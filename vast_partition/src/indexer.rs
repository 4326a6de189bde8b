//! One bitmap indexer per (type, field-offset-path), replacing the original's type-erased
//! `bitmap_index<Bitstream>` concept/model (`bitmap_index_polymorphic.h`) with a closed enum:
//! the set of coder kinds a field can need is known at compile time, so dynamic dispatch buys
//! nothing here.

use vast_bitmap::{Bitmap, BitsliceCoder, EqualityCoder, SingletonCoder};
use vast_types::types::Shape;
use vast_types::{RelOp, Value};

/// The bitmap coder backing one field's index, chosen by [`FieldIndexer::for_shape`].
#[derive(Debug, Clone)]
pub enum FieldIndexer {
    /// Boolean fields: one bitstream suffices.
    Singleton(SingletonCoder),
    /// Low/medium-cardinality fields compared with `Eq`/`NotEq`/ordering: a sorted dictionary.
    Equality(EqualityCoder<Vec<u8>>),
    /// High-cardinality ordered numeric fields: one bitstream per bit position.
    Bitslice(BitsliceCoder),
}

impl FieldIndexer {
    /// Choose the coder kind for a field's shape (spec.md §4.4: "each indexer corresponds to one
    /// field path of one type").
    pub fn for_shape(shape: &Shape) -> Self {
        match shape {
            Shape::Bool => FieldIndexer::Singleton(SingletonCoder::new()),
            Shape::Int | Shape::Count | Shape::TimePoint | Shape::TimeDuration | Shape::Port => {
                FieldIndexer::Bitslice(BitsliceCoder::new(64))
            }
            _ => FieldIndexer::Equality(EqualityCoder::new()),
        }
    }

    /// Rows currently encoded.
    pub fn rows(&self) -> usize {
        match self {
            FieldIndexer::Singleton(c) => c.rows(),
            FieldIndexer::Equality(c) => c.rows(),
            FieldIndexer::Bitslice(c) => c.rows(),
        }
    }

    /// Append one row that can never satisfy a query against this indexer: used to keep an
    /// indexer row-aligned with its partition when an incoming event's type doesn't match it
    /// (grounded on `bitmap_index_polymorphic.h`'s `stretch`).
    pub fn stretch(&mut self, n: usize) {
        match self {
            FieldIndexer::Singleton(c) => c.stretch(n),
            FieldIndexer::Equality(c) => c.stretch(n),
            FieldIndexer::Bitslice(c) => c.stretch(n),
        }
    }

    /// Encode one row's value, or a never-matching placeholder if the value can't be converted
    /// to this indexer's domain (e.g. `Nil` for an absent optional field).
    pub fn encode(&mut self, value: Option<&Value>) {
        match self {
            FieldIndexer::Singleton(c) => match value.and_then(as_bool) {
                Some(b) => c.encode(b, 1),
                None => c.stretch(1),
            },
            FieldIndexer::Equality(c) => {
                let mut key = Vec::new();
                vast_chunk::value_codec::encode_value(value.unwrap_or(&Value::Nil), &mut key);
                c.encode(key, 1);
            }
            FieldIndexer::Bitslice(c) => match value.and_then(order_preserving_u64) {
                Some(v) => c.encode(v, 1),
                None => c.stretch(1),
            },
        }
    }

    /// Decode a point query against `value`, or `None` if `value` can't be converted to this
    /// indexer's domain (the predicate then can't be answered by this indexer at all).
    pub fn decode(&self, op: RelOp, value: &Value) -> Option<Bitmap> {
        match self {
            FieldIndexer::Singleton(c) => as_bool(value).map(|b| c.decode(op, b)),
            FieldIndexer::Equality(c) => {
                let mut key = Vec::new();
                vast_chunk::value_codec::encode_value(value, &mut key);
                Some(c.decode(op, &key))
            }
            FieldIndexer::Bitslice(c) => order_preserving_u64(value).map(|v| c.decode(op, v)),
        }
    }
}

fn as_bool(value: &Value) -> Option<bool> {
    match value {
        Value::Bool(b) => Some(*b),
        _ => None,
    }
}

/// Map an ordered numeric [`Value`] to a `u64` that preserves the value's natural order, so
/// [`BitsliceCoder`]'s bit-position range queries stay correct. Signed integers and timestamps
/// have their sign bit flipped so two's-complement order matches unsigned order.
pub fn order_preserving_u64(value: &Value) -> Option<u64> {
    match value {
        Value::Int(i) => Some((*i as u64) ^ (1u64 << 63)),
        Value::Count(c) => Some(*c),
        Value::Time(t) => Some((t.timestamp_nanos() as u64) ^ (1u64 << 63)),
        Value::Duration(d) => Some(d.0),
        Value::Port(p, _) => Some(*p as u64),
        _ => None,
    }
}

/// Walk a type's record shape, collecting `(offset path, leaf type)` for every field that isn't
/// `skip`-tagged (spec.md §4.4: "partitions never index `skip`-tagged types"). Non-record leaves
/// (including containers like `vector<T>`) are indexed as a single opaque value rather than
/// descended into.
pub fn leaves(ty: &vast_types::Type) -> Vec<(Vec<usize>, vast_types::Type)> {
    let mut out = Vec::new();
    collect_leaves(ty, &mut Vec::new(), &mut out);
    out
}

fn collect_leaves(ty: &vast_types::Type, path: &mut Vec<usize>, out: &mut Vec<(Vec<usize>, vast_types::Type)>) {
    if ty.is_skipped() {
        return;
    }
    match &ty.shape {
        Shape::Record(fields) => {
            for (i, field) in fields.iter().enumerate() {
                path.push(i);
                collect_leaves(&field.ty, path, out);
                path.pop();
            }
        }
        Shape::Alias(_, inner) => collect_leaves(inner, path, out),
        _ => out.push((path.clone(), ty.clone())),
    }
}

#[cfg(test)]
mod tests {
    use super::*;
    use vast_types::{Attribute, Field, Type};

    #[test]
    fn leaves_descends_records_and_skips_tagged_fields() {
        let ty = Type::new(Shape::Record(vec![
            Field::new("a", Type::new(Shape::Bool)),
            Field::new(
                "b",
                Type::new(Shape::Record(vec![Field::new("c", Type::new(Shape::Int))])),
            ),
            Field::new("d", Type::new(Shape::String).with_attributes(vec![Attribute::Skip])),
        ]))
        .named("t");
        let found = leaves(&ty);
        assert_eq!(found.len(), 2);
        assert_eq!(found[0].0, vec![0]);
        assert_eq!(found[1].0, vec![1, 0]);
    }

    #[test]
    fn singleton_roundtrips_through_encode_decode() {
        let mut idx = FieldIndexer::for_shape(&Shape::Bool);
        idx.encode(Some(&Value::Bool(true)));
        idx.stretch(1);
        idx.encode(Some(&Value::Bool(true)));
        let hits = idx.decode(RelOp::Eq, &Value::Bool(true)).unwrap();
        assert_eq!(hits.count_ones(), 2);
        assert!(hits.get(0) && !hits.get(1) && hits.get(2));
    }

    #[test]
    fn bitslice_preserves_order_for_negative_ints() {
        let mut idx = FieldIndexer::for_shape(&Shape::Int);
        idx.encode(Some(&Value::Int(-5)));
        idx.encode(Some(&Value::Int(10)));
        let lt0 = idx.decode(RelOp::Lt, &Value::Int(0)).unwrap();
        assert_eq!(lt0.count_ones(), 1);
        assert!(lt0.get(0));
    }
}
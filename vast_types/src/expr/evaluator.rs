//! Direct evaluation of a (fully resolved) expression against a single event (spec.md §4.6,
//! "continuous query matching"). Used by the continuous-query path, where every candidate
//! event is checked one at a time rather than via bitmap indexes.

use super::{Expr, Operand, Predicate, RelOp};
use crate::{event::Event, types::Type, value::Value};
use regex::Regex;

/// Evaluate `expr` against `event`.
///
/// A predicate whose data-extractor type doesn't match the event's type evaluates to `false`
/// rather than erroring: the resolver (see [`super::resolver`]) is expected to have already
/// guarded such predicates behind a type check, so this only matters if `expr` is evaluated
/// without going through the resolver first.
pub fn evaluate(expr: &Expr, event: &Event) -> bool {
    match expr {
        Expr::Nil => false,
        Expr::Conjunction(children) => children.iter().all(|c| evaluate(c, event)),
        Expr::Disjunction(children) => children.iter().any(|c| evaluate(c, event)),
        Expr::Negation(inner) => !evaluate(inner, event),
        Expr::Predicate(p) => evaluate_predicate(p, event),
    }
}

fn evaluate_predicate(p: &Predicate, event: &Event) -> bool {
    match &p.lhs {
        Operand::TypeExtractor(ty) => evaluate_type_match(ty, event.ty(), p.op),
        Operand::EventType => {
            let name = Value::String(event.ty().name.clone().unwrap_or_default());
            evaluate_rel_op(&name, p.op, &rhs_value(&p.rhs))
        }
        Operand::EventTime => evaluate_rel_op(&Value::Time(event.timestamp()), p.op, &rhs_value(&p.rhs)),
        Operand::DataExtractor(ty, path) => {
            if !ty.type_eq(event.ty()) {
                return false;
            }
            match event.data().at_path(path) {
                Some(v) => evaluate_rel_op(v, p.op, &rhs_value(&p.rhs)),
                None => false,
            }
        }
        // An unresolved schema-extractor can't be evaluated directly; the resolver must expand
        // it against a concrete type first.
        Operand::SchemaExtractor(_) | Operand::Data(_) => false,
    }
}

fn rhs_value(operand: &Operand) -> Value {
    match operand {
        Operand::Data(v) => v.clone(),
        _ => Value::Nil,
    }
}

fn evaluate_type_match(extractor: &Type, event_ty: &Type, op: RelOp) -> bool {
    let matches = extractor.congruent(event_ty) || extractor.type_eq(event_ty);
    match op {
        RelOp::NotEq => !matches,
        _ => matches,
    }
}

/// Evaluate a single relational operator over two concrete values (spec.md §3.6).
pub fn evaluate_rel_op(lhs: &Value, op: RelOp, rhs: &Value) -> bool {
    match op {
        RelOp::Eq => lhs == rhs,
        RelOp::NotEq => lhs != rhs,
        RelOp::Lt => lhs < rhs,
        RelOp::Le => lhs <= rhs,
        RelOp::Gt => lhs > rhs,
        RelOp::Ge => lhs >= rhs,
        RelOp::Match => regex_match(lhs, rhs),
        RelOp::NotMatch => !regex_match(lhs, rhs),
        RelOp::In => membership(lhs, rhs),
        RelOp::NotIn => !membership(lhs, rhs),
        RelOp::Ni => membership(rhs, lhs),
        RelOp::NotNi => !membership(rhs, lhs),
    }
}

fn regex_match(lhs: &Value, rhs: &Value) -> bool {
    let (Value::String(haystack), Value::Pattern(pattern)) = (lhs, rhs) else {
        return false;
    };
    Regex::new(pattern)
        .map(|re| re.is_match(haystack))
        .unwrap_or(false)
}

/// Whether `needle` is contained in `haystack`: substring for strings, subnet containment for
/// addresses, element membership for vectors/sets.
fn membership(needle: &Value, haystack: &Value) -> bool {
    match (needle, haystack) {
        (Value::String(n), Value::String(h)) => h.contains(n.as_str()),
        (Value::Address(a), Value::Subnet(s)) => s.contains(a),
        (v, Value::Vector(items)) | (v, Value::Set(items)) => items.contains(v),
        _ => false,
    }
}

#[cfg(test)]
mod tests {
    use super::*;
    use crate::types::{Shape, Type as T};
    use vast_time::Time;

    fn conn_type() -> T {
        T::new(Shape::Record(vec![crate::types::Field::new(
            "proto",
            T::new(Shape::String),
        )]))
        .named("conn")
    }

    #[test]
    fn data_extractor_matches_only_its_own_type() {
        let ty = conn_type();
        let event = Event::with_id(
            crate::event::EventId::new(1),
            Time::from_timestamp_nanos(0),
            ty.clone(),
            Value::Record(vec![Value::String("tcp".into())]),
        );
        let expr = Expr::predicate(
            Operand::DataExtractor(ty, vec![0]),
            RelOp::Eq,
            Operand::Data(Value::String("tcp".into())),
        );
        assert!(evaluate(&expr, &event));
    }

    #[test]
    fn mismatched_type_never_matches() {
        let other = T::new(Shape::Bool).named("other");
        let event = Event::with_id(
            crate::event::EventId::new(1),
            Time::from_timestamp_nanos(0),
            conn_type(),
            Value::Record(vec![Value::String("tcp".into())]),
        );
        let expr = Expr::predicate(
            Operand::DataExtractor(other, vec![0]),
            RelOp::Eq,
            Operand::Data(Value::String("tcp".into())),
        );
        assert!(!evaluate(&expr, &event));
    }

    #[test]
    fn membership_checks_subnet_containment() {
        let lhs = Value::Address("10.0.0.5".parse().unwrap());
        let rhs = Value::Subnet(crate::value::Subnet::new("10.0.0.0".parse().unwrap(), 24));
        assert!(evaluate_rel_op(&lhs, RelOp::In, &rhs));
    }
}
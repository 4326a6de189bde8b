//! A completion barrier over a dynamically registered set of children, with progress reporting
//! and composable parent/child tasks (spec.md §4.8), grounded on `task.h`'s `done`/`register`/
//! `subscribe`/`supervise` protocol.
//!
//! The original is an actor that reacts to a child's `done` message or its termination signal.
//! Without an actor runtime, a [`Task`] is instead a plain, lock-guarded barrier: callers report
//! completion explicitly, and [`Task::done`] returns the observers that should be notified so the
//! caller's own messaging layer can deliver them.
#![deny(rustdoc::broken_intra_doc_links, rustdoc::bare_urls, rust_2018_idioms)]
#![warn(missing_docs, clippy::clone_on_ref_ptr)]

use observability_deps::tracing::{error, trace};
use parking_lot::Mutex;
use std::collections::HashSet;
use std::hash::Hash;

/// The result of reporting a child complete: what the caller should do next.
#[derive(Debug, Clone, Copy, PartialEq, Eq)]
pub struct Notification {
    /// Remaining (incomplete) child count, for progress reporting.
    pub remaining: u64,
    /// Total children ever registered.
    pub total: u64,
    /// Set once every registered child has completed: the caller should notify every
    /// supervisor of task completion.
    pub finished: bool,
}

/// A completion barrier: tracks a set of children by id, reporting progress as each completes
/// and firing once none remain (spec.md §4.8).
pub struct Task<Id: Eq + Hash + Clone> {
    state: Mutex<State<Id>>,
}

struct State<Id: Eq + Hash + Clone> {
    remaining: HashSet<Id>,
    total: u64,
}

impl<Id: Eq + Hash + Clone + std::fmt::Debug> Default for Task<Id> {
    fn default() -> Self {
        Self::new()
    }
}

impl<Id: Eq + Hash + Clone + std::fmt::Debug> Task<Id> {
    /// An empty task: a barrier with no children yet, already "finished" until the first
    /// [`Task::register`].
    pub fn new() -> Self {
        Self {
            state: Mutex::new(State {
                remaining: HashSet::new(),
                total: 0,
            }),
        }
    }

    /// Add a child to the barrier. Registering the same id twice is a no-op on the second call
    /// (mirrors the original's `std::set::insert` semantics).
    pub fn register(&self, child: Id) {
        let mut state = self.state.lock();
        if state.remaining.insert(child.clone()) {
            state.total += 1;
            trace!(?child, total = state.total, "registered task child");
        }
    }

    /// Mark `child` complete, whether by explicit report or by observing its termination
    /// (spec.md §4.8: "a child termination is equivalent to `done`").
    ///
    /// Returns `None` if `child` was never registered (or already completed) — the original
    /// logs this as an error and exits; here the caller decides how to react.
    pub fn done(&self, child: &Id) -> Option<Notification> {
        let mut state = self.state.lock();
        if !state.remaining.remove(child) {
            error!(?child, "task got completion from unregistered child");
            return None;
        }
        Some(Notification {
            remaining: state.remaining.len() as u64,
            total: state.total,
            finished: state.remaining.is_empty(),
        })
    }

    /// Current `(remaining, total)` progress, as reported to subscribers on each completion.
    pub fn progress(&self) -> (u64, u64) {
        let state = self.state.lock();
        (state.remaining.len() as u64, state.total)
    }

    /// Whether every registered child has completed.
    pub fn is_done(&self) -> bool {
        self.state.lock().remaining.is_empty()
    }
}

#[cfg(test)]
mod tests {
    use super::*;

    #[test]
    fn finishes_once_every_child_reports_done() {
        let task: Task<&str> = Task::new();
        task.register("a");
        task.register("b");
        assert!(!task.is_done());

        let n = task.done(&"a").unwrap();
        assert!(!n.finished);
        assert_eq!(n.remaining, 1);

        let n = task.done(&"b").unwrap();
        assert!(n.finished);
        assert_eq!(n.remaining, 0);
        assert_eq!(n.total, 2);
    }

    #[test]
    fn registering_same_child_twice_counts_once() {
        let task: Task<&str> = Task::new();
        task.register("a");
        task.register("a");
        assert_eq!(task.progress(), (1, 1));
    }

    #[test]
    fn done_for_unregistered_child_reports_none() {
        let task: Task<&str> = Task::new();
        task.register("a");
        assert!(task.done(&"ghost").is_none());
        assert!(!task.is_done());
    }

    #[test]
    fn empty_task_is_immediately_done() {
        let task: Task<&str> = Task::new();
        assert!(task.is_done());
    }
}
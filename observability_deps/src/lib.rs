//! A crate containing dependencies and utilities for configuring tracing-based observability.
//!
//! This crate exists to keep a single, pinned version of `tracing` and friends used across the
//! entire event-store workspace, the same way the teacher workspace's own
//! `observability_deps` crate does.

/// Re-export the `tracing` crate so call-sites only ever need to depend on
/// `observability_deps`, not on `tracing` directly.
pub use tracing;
+++
If a line in the data holds the string "needle", copy that line.

* _Answer to the exercise_:
/// Whether `needle` is contained in `haystack`: substring for strings, subnet containment for
fn membership(needle: &Value, haystack: &Value) -> bool {
    match (needle, haystack) {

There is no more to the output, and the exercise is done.